Finally, to evaluate the influence of the sensor on emitting equipment we have investigated the variation of the reflection S11 parameter for a custom-made patch antenna in the presence of the sensor placed at 1, 2 and 3 cm distance, respectively, in the absence of the sensor. The patch antenna was first designed using CST Studio Suite Software and then printed on a printed circuit board (PCB). Figure 4b presents the S11 measurement setup of the patch antenna using the R&S VNA.

2.2. Receiver Section

To simultaneously measure the three E-field components, a novel measurement solution based on a multichannel SDR having at least 3 synchronized radiofrequency channels was developed. In particular, the USRP (Universal Software Radio Peripheral) N310, state-of-the-art SDR multichannel equipment, was selected to complete the measurement system which is presented in Figure 5a.

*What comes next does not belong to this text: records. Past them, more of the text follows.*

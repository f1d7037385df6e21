//! Logarithmic lag bins and per-bin quantiles
//!
//! Lag bins are log-spaced at 0.15 dex starting from 10^-1.97, extended
//! until they cover the light curve's total time span. Per-bin quantiles
//! use binary search over the pre-sorted Δt vector, so each bin lookup is
//! O(log p) in the pair count.

use lcstats_core::{quantile, Error, Result};

/// Base-10 exponent of the first bin edge.
const FIRST_EDGE_EXPONENT: f64 = -1.97;
/// Bin width in dex.
const EDGE_STEP_DEX: f64 = 0.15;

/// Log-spaced bin edges covering `[10^-1.97, span]`
///
/// Edges at `10^(-1.97 + 0.15 k)`, with the last edge the first one to
/// reach the span, so the final bin always closes. At least two edges (one
/// bin) are produced.
///
/// # Errors
///
/// `Undefined` for a non-positive span (a zero-span series has no lag
/// structure); `InvalidParameter` for NaN.
pub fn log_bin_edges(span: f64) -> Result<Vec<f64>> {
    if span.is_nan() {
        return Err(Error::InvalidParameter("span must not be NaN".to_string()));
    }
    if span <= 0.0 {
        return Err(Error::undefined("zero time span has no lag bins"));
    }
    let mut edges = Vec::new();
    let mut k = 0;
    loop {
        let edge = 10f64.powf(FIRST_EDGE_EXPONENT + EDGE_STEP_DEX * k as f64);
        edges.push(edge);
        if edge >= span && edges.len() >= 2 {
            break;
        }
        k += 1;
    }
    Ok(edges)
}

/// Per-bin quantile of Δm over log-spaced Δt bins
///
/// For each bin `[edge_i, edge_i+1)`, finds the index range of pairs via
/// `partition_point` over the pre-sorted `delta_t` and computes the
/// q-quantile of the corresponding `delta_m` entries. Empty bins yield NaN.
///
/// # Errors
///
/// `InvalidInput` for mismatched lengths, unsorted `delta_t`, or fewer
/// than 2 edges; `InvalidParameter` for q outside [0, 1].
pub fn delta_m_bin_quantile(
    delta_t: &[f64],
    delta_m: &[f64],
    edges: &[f64],
    q: f64,
) -> Result<Vec<f64>> {
    if delta_t.len() != delta_m.len() {
        return Err(Error::size_mismatch(
            delta_t.len(),
            delta_m.len(),
            "delta_t/delta_m",
        ));
    }
    if delta_t.windows(2).any(|w| w[1] < w[0]) {
        return Err(Error::InvalidInput(
            "delta_t must be sorted ascending".to_string(),
        ));
    }
    if edges.len() < 2 {
        return Err(Error::InvalidInput(
            "at least two bin edges are required".to_string(),
        ));
    }
    if !(0.0..=1.0).contains(&q) {
        return Err(Error::invalid_quantile(q));
    }

    let mut quantiles = Vec::with_capacity(edges.len() - 1);
    for window in edges.windows(2) {
        let (lo_edge, hi_edge) = (window[0], window[1]);
        let lo = delta_t.partition_point(|&dt| dt < lo_edge);
        let hi = delta_t.partition_point(|&dt| dt < hi_edge);
        if lo == hi {
            quantiles.push(f64::NAN);
        } else {
            quantiles.push(quantile(&delta_m[lo..hi], q)?);
        }
    }
    Ok(quantiles)
}

#[cfg(test)]
mod tests {
    use super::*;
    use approx::assert_relative_eq;

    #[test]
    fn test_edges_start_and_spacing() {
        let edges = log_bin_edges(1.0).unwrap();
        assert_relative_eq!(edges[0], 10f64.powf(-1.97), epsilon = 1e-12);
        assert_relative_eq!(edges[1], 10f64.powf(-1.82), epsilon = 1e-12);
        // Constant ratio of 0.15 dex between consecutive edges
        for w in edges.windows(2) {
            assert_relative_eq!(w[1] / w[0], 10f64.powf(0.15), epsilon = 1e-12);
        }
    }

    #[test]
    fn test_edges_cover_span() {
        for span in [0.05, 1.0, 30.0, 1000.0] {
            let edges = log_bin_edges(span).unwrap();
            assert!(edges.len() >= 2);
            assert!(*edges.last().unwrap() >= span);
            // The second-to-last edge must not already cover the span
            assert!(edges[edges.len() - 2] < span || edges.len() == 2);
        }
    }

    #[test]
    fn test_edges_tiny_span_still_one_bin() {
        let edges = log_bin_edges(1e-6).unwrap();
        assert_eq!(edges.len(), 2);
    }

    #[test]
    fn test_zero_span_undefined() {
        assert!(matches!(log_bin_edges(0.0), Err(Error::Undefined(_))));
        assert!(matches!(log_bin_edges(-1.0), Err(Error::Undefined(_))));
    }

    #[test]
    fn test_bin_boundary_quantiles() {
        let delta_t = [0.1, 0.1, 5.0, 5.0];
        let delta_m = [1.0, 2.0, 3.0, 4.0];
        let edges = [0.0, 1.0, 10.0];
        let q50 = delta_m_bin_quantile(&delta_t, &delta_m, &edges, 0.5).unwrap();
        // Bin [0,1) holds {1,2}; floor(0.5*2)=1 indexes the 2
        assert_relative_eq!(q50[0], 2.0);
        // Bin [1,10) holds {3,4}
        assert_relative_eq!(q50[1], 4.0);
    }

    #[test]
    fn test_empty_bin_is_nan() {
        let delta_t = [5.0, 6.0];
        let delta_m = [1.0, 2.0];
        let edges = [0.0, 1.0, 10.0];
        let q = delta_m_bin_quantile(&delta_t, &delta_m, &edges, 0.5).unwrap();
        assert!(q[0].is_nan());
        assert!(!q[1].is_nan());
    }

    #[test]
    fn test_half_open_bins() {
        // A pair exactly on an interior edge belongs to the upper bin
        let delta_t = [1.0];
        let delta_m = [7.0];
        let edges = [0.0, 1.0, 2.0];
        let q = delta_m_bin_quantile(&delta_t, &delta_m, &edges, 0.5).unwrap();
        assert!(q[0].is_nan());
        assert_relative_eq!(q[1], 7.0);
    }

    #[test]
    fn test_invalid_quantile() {
        assert!(matches!(
            delta_m_bin_quantile(&[0.5], &[1.0], &[0.0, 1.0], 1.5),
            Err(Error::InvalidParameter(_))
        ));
    }

    #[test]
    fn test_unsorted_delta_t_rejected() {
        assert!(matches!(
            delta_m_bin_quantile(&[1.0, 0.5], &[1.0, 2.0], &[0.0, 2.0], 0.5),
            Err(Error::InvalidInput(_))
        ));
    }
}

The field in the setup presented in Figure 5a was generated by a signal generator model R&S SMBV 100 A equipped with option SMBV-K85 for Long Term Evolution-Advanced (LTE-A) signal generation connected to an Aaronia HyperLog 4060 directive antenna. This solution allowed to simulate an LTE-A uplink signal having a channel bandwidth of 20 MHz (100 Resource Blocks (RB)/slot) with Quadrature Phase Shift Keying (QPSK) modulation format.

Three RF channels of the USRP were connected to the corresponding elements of the E-field probes. The USRP was connected via a 10 Gb Ethernet connection to the PC running an Ubuntu operating system. A GNU Radio flowchart was constructed to perform channel power (CP) measurements—Figure 6.

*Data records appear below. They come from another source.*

//! # lcstats
//!
//! Monte Carlo statistics toolkit for simulated astronomical light curves.
//!
//! Given many simulated `(times, fluxes)` trials of one light-curve model,
//! the toolkit extracts a battery of time-series statistics per trial
//! (C1 variability index, significant Lomb-Scargle period, Δm-Δt
//! amplitude-fraction timescales, autocorrelation cuts, peak-finding
//! waiting times) and accumulates them per bin (model × parameter range ×
//! noise level) into summary rows for comparison across model families.
//!
//! The workspace is split into focused crates, re-exported here:
//!
//! - [`core`](lcstats_core): error taxonomy, NaN-aware numerics,
//!   threshold-cut primitives, series utilities
//! - [`peaks`](lcstats_peaks): alternating-extrema scan and waiting-time
//!   timescales
//! - [`dmdt`](lcstats_dmdt): pairwise Δm-Δt binning and amplitude cuts
//! - [`acf`](lcstats_acf): FFT autocorrelation with uniform-grid
//!   interpolation
//! - [`period`](lcstats_period): Lomb-Scargle periodogram, false-alarm
//!   thresholds and the per-cadence threshold cache
//! - [`agg`](lcstats_agg): accumulation collections, the per-trial bin
//!   driver and summary output
//!
//! # Example
//!
//! ```rust
//! use lcstats::{AnalysisConfig, BinIdentity, BinStats, StatFamily};
//!
//! let ident = BinIdentity::new("sine", vec![("amp".to_string(), (0.5, 1.0))], "0.1");
//! let config = AnalysisConfig::default()
//!     .with_families(&[StatFamily::C1, StatFamily::PeakCut, StatFamily::AcfCut]);
//! let mut bin = BinStats::new(ident, config).unwrap();
//!
//! for trial in 0..3 {
//!     let times: Vec<f64> = (0..100).map(|i| i as f64 * 0.1).collect();
//!     let fluxes: Vec<f64> = times
//!         .iter()
//!         .map(|&t| 10.0 + (t + trial as f64).sin())
//!         .collect();
//!     bin.analyze(&times, &fluxes).unwrap();
//! }
//!
//! println!("{}", bin.header_row());
//! println!("{}", bin.summary_row());
//! ```

pub use lcstats_acf as acf;
pub use lcstats_agg as agg;
pub use lcstats_core as core;
pub use lcstats_dmdt as dmdt;
pub use lcstats_peaks as peaks;
pub use lcstats_period as period;

// The working set most callers need, flattened
pub use lcstats_agg::{
    AnalysisConfig, BinIdentity, BinStats, PairCollection, ScalarCollection, StatFamily, Summary,
};
pub use lcstats_core::{Error, Result};
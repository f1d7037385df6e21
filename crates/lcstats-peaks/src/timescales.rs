//! Waiting-time statistics from threshold sweeps
//!
//! Sweeping the peak-finding amplitude threshold converts the extrema scan
//! into a family of characteristic timescales: at each threshold, the
//! median waiting time between committed extrema.

use crate::find::peak_find;
use lcstats_core::{Error, Result};

/// Exact median of a sample (average of the two middle values for even
/// lengths). Returns NaN for an empty sample.
pub fn median(data: &[f64]) -> f64 {
    if data.is_empty() {
        return f64::NAN;
    }
    let mut sorted = data.to_vec();
    sorted.sort_by(|a, b| a.partial_cmp(b).unwrap_or(std::cmp::Ordering::Equal));
    let mid = sorted.len() / 2;
    if sorted.len() % 2 == 0 {
        (sorted[mid - 1] + sorted[mid]) * 0.5
    } else {
        sorted[mid]
    }
}

/// Median inter-extremum waiting time per amplitude threshold
///
/// For each threshold, runs [`peak_find`] and reports the median of the
/// waiting times between committed extrema, or NaN when the series never
/// reaches the threshold amplitude. O(k·n) for k thresholds.
///
/// # Errors
///
/// `InsufficientData` for fewer than 2 samples; `InvalidParameter` for any
/// non-positive threshold; `InvalidInput` for a length mismatch.
pub fn peak_find_timescales(
    times: &[f64],
    values: &[f64],
    thresholds: &[f64],
) -> Result<Vec<f64>> {
    if let Some(&bad) = thresholds
        .iter()
        .find(|&&t| !(t > 0.0) || !t.is_finite())
    {
        return Err(Error::InvalidParameter(format!(
            "peak-find threshold {bad} must be positive and finite"
        )));
    }

    let mut timescales = Vec::with_capacity(thresholds.len());
    for &threshold in thresholds {
        let extrema = peak_find(times, values, threshold)?;
        if extrema.has_peaks() {
            timescales.push(median(&extrema.intervals()));
        } else {
            timescales.push(f64::NAN);
        }
    }
    Ok(timescales)
}
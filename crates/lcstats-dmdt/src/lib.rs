//! Δm-Δt binning engine
//!
//! Converts the set of all pairwise time and magnitude differences of a
//! light curve into log-binned percentile statistics, characterizing how
//! variability grows with time lag, and extracts amplitude-fraction
//! timescale cuts from the binned curves.
//!
//! # Example
//!
//! ```rust
//! use lcstats_dmdt::analyze_dmdt;
//!
//! let times: Vec<f64> = (0..100).map(|i| i as f64 * 0.1).collect();
//! let mags: Vec<f64> = times.iter().map(|&t| (t * 2.0).sin()).collect();
//!
//! let analysis = analyze_dmdt(&times, &mags).unwrap();
//! assert_eq!(analysis.median_curve().len(), analysis.left_edges().len());
//! ```

pub mod bins;
pub mod cuts;
pub mod pairs;

pub use bins::{delta_m_bin_quantile, log_bin_edges};
pub use cuts::{analyze_dmdt, DmdtAnalysis, DmdtCuts};
pub use pairs::pairwise_deltas;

GNU Radio is a free software development framework that provides signal processing functions for SDR. It is used by hobbyist and academia and supports both wireless communications research and operational radio systems. The latest applications of GNU Radio environment include near-field measurements [33], wireless communication system development [34,35], spectrum sensing and availability [36,37], and machine learning [37,38].

The CP was measured based on the SDR capability to access the signal samples in the time domain. The instantaneous power level of the signal was calculated as the square root of the product between the sample power represented in complex form and its conjugate [39]. We have designed a user interface that enables both time and frequency visualization of the measured signal samples, as well as the calculated CP value. The instantaneous power values are inputted to a custom programmed block for data averaging and saving. The limitations of this USRP model in reporting accurate field levels and calibration procedures were analyzed in [28].

The SDR-enabled measurement system was tested by performing measurements on signals emitted by a mobile phone model Huawei P40 Pro (DUT). The DUT was sequentially measured while operating in Long Term Evolution-Advanced (LTE-A) communication standard and in the IEEE 802.11ax Wi-Fi standard.

During the LTE connectivity, the DUT was connected to the public designated base station and three experimental scenarios were considered:

-

file upload (large video files sent over WhatsApp)

-

streaming (YouTube 4k video at 720 p)

-

speed test (using a free available speed test app [40]).

For the Wi-Fi connectivity, the DUT was connected to an IEEE 802.11ax Wi-Fi router model TP-Link Archer AX10 operating in the 5 GHz frequency range (placed in the same room at 5 m distance from the DUT). During the Wi-Fi connectivity four experimental scenarios were considered:

-

file download—20 MHz channel bandwidth (BW)

-

file upload—20/40/80 MHz channel bandwidth performed by means of a free android application [41].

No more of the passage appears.